Se la guerra ha scatenato le forze del male, ha forse anche liberato il campo per la “tempesta perfetta” necessaria a uscire da un modello di sviluppo insostenibile e ritrovare un nuovo equilibrio più giusto e ragionevole. Il libro di Antonio Maria Costa (editore Gribaudo) commentato dal professor Scandizzo

Nella Genealogia della Morale (1887) Nietzsche introduce il concetto di “risentimento” come l’odio impotente contro ciò che non si può essere o non si può avere. “La rivolta degli schiavi nella morale contemporanea, secondo Nietzsche, comincia quando il risentimento stesso diviene creatore e genera valori; il risentimento di quegli esseri ai quali la vera reazione, quella dell’azione , è negata e che perciò non trovano compenso che in una vendetta immaginaria” (Genealogie der Moral, I, 10).

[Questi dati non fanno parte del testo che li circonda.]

//! Gen 4 wild encounters (Method J for DPPt, Method K for HGSS)
//!
//! Both methods share the draw order of Method H but map draws to outcomes
//! differently: J divides the 16-bit value, K takes a modulo. Land
//! encounters have no level draw in Gen 4; surfing, fishing and rock smash
//! do.

use super::FrameGenerator;
use super::encounter::Gen34Encounter;
use crate::domain::rng::PokeRng;
use crate::domain::types::{Gender, GenderRatio, Ivs, Nature, Pid};
use serde::{Deserialize, Serialize};

#[derive(Clone, Copy, Debug, PartialEq, Eq, Hash, Serialize, Deserialize)]
pub enum Gen4Method {
    /// Diamond / Pearl / Platinum
    J,
    /// HeartGold / SoulSilver
    K,
}

impl Gen4Method {
    #[inline]
    fn slot_roll(self, draw: u16) -> u32 {
        match self {
            Gen4Method::J => draw as u32 / 656,
            Gen4Method::K => draw as u32 % 100,
        }
    }

    #[inline]
    fn nature(self, draw: u16) -> Nature {
        match self {
            Gen4Method::J => Nature::from_index(draw as u32 / 0xA3E),
            Gen4Method::K => Nature::from_index(draw as u32),
        }
    }

    #[inline]
    fn synchronizes(self, draw: u16) -> bool {
        match self {
            Gen4Method::J => draw >> 15 == 0,
            Gen4Method::K => draw & 1 == 0,
        }
    }

    #[inline]
    fn cute_charm_triggers(self, draw: u16) -> bool {
        match self {
            Gen4Method::J => draw / 0x5556 != 0,
            Gen4Method::K => draw % 3 != 0,
        }
    }
}

#[derive(Clone, Copy, Debug, Default, PartialEq, Eq, Hash, Serialize, Deserialize)]
pub enum Gen4Lead {
    #[default]
    None,
    Synchronize(Nature),
    /// Cute Charm lead; `target` is the gender the wild Pokemon gets when
    /// the ability triggers
    CuteCharm { target: Gender, ratio: GenderRatio },
}

#[derive(Clone, Copy, Debug, Default, PartialEq, Eq, Hash, Serialize, Deserialize)]
pub struct Gen4WildFrame {
    pub number: u32,
    pub seed: u32,
    pub slot: Option<u8>,
    pub level_roll: Option<u16>,
    /// Synchronize or Cute Charm took effect
    pub lead_triggered: bool,
    pub nature: Nature,
    pub pid: Pid,
    pub ivs: Ivs,
}

/// PID forced by a triggered Cute Charm
fn cute_charm_pid(nature: Nature, target: Gender, ratio: GenderRatio) -> Pid {
    let offset = match target {
        Gender::Female => 0,
        _ => 25 * (ratio.threshold() as u32 / 25 + 1),
    };
    Pid(nature.index() as u32 + offset)
}

#[derive(Clone, Debug)]
pub struct Gen4WildGenerator {
    method: Gen4Method,
    encounter: Gen34Encounter,
    lead: Gen4Lead,
    rng: PokeRng,
    frame: Gen4WildFrame,
}

impl Gen4WildGenerator {
    pub fn new(seed: u32, method: Gen4Method, encounter: Gen34Encounter, lead: Gen4Lead) -> Self {
        Self {
            method,
            encounter,
            lead,
            rng: PokeRng::new(seed),
            frame: Gen4WildFrame::default(),
        }
    }

    fn derive(&self, number: u32) -> Gen4WildFrame {
        let method = self.method;
        let seed = self.rng.state();
        let mut rng = self.rng;

        let slot = self
            .encounter
            .table()
            .map(|table| table.slot(method.slot_roll(rng.next_u16())));
        let has_level_roll = self.encounter.has_level_roll() && self.encounter != Gen34Encounter::Land;
        let level_roll = has_level_roll.then(|| rng.next_u16());

        let (nature, lead_triggered, forced_pid) = match self.lead {
            Gen4Lead::None => (method.nature(rng.next_u16()), false, None),
            Gen4Lead::Synchronize(nature) => {
                if method.synchronizes(rng.next_u16()) {
                    (nature, true, None)
                } else {
                    (method.nature(rng.next_u16()), false, None)
                }
            }
            Gen4Lead::CuteCharm { target, ratio } => {
                let triggered = method.cute_charm_triggers(rng.next_u16());
                let nature = method.nature(rng.next_u16());
                let forced = triggered.then(|| cute_charm_pid(nature, target, ratio));
                (nature, triggered, forced)
            }
        };

        let pid = forced_pid.unwrap_or_else(|| loop {
            let low = rng.next_u16();
            let high = rng.next_u16();
            let pid = Pid::from_halves(low, high);
            if pid.nature() == nature {
                break pid;
            }
        });

        let iv1 = rng.next_u16();
        let iv2 = rng.next_u16();

        Gen4WildFrame {
            number,
            seed,
            slot,
            level_roll,
            lead_triggered,
            nature,
            pid,
            ivs: Ivs::from_gen34_words(iv1, iv2),
        }
    }
}

impl FrameGenerator for Gen4WildGenerator {
    type Frame = Gen4WildFrame;

    fn advance(&mut self) {
        self.frame = self.derive(self.frame.number + 1);
        self.rng.next_u32();
    }

    fn skip(&mut self, n: u32) {
        if n == 0 {
            return;
        }
        self.rng.jump(n as u64 - 1);
        self.frame.number += n - 1;
        self.advance();
    }

    fn current(&self) -> &Gen4WildFrame {
        &self.frame
    }

    fn frame_number(&self) -> u32 {
        self.frame.number
    }
}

Nel suo bel libro su “La Guerra di Putin”, con sottotitolo “Attacco alla Democrazia in Europa”, editore Gribaudo, Antonio Maria Costa, economista e funzionario internazionale di grande livello, individua il risentimento storico come la base psicologica della invasione dell’Ucraina. In questo caso, come in quello di molte guerre, compresa la Seconda guerra mondiale, il risentimento è anche la ragione di avventure temerarie nel tentativo di superarne la frustrazione, che ne è l’elemento costitutivo, passando all’azione.

Ma se il risentimento rivela l’atteggiamento psicologico di Putin e forse di una parte rilevante del popolo russo, esso non spiega di per sé i tempi e i modi della “Guerra di Putin”, che si rivela come una fase particolarmente feroce e irrazionale del ritorno a quella conflittualità europea, le cui radici Keynes aveva così bene identificato nel suo famoso “ Le conseguenze economiche della pace”.

La realtà della Russia odierna, nata dalle ceneri dell’Unione Sovietica, è attraversata dal risentimento storico evocato da Nietzsche, ma, allo stesso tempo, soffre di una malaise attuale, che dipende dal modo caotico con sui essa è arrivata da uno stato totalitario ideologico a un sistema di potere pragmatico, ma predatorio e autoritario (una sorta di pluto-cleptocrazia).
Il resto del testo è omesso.